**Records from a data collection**
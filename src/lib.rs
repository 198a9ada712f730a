//! # Dealer Exposure - Options Chain Positioning Engine
//!
//! Computes dealer delta, gamma, vanna and charm exposure (DEX/GEX/VEX/CEX)
//! from an options chain snapshot and locates the spot levels where net
//! exposure flips sign.
//!
//! ## Overview
//!
//! Dealers hedge the options they are short. Summing each contract's Greeks,
//! weighted by open interest, estimates the hedge flow a move in spot would
//! trigger. Re-evaluating that sum over a grid of hypothetical spots gives an
//! exposure profile; its zero crossing is the "flip".
//!
//! ## Key Components
//!
//! - **Exposure model**: vectorized Black-Scholes Greeks over spot × contract
//! - **Aggregator**: point-in-time and profile exposures under three scopes
//!   (all expirations, next expiration, up to the monthly opex)
//! - **Flip locators**: profile zero crossings nearest spot, and run-filtered
//!   crossings on per-strike histograms
//! - **Snapshots**: per-DTE chain files concatenated into one table
//!
//! ## Usage
//!
//! ```rust,no_run
//! use dealer_exposure::prelude::*;
//! use std::path::PathBuf;
//!
//! let paths = vec![PathBuf::from("spy_0dte.json"), PathBuf::from("spy_all.json")];
//! let snapshots = load_snapshots(&paths);
//! let table = combine_snapshots(&snapshots);
//!
//! let first_expiry = table.first_expiry().unwrap();
//! let inputs = ExposureInputs {
//!     ticker: "SPY".into(),
//!     scope: ExpiryScope::All,
//!     first_expiry,
//!     monthly_opex: next_monthly_opex(first_expiry).unwrap(),
//!     spot_price: 560.0,
//!     evaluated: EvaluationTime::now(),
//!     rates: MarketScalars::new(0.043, 0.012),
//! };
//!
//! let report = calc_exposures(table, &inputs).unwrap();
//! println!("gamma flip: {:?}", report.gamma_flip());
//! ```
//!
//! ## What This Engine Does NOT Do
//!
//! - Fetch chains, quotes or rates
//! - Persist state between invocations
//! - Decide trades

pub mod core;
pub mod data;
pub mod exposure;
pub mod models;

/// Prelude with commonly used types
pub mod prelude {
    // Core types
    pub use crate::core::calendar::{is_monthly, next_monthly_opex, third_friday, time_till_exp};
    pub use crate::core::{
        ContractRecord, ContractTable, EvaluationTime, ExpiryScope, ExposureError,
        ExposureResult, GreekKind, Greeks, MarketScalars, OptionSide,
    };

    // Snapshots
    pub use crate::data::{combine_snapshots, load_snapshot, load_snapshots, ChainSnapshot};

    // Models
    pub use crate::models::{greeks as bs_greeks, norm_cdf, norm_pdf, ExposureModel};

    // Exposure
    pub use crate::exposure::{
        calc_exposures, find_flip, find_histogram_flip, ExposureAggregator, ExposureConfig,
        ExposureInputs, ExposureReport, ExposureTable, IvProfile, ScopedCurves, StrikeHistogram,
    };
}

// Re-export main types at crate root
pub use crate::core::{ExposureError, ExposureResult};
pub use crate::exposure::{ExposureAggregator, ExposureReport};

**Work required**
Each entry must be retyped exactly as it was written above.

**The completed task**
filename src/lib.rs
repository 198a9ada712f730a
//! # Dealer Exposure - Options Chain Positioning Engine
//!
//! Computes dealer delta, gamma, vanna and charm exposure (DEX/GEX/VEX/CEX)
//! from an options chain snapshot and locates the spot levels where net
//! exposure flips sign.
//!
//! ## Overview
//!
//! Dealers hedge the options they are short. Summing each contract's Greeks,
//! weighted by open interest, estimates the hedge flow a move in spot would
//! trigger. Re-evaluating that sum over a grid of hypothetical spots gives an
//! exposure profile; its zero crossing is the "flip".
//!
//! ## Key Components
//!
//! - **Exposure model**: vectorized Black-Scholes Greeks over spot × contract
//! - **Aggregator**: point-in-time and profile exposures under three scopes
//!   (all expirations, next expiration, up to the monthly opex)
//! - **Flip locators**: profile zero crossings nearest spot, and run-filtered
//!   crossings on per-strike histograms
//! - **Snapshots**: per-DTE chain files concatenated into one table
//!
//! ## Usage
//!
//! ```rust,no_run
//! use dealer_exposure::prelude::*;
//! use std::path::PathBuf;
//!
//! let paths = vec![PathBuf::from("spy_0dte.json"), PathBuf::from("spy_all.json")];
//! let snapshots = load_snapshots(&paths);
//! let table = combine_snapshots(&snapshots);
//!
//! let first_expiry = table.first_expiry().unwrap();
//! let inputs = ExposureInputs {
//!     ticker: "SPY".into(),
//!     scope: ExpiryScope::All,
//!     first_expiry,
//!     monthly_opex: next_monthly_opex(first_expiry).unwrap(),
//!     spot_price: 560.0,
//!     evaluated: EvaluationTime::now(),
//!     rates: MarketScalars::new(0.043, 0.012),
//! };
//!
//! let report = calc_exposures(table, &inputs).unwrap();
//! println!("gamma flip: {:?}", report.gamma_flip());
//! ```
//!
//! ## What This Engine Does NOT Do
//!
//! - Fetch chains, quotes or rates
//! - Persist state between invocations
//! - Decide trades

pub mod core;
pub mod data;
pub mod exposure;
pub mod models;

/// Prelude with commonly used types
pub mod prelude {
    // Core types
    pub use crate::core::calendar::{is_monthly, next_monthly_opex, third_friday, time_till_exp};
    pub use crate::core::{
        ContractRecord, ContractTable, EvaluationTime, ExpiryScope, ExposureError,
        ExposureResult, GreekKind, Greeks, MarketScalars, OptionSide,
    };

    // Snapshots
    pub use crate::data::{combine_snapshots, load_snapshot, load_snapshots, ChainSnapshot};

    // Models
    pub use crate::models::{greeks as bs_greeks, norm_cdf, norm_pdf, ExposureModel};

    // Exposure
    pub use crate::exposure::{
        calc_exposures, find_flip, find_histogram_flip, ExposureAggregator, ExposureConfig,
        ExposureInputs, ExposureReport, ExposureTable, IvProfile, ScopedCurves, StrikeHistogram,
    };
}

// Re-export main types at crate root
pub use crate::core::{ExposureError, ExposureResult};
pub use crate::exposure::{ExposureAggregator, ExposureReport};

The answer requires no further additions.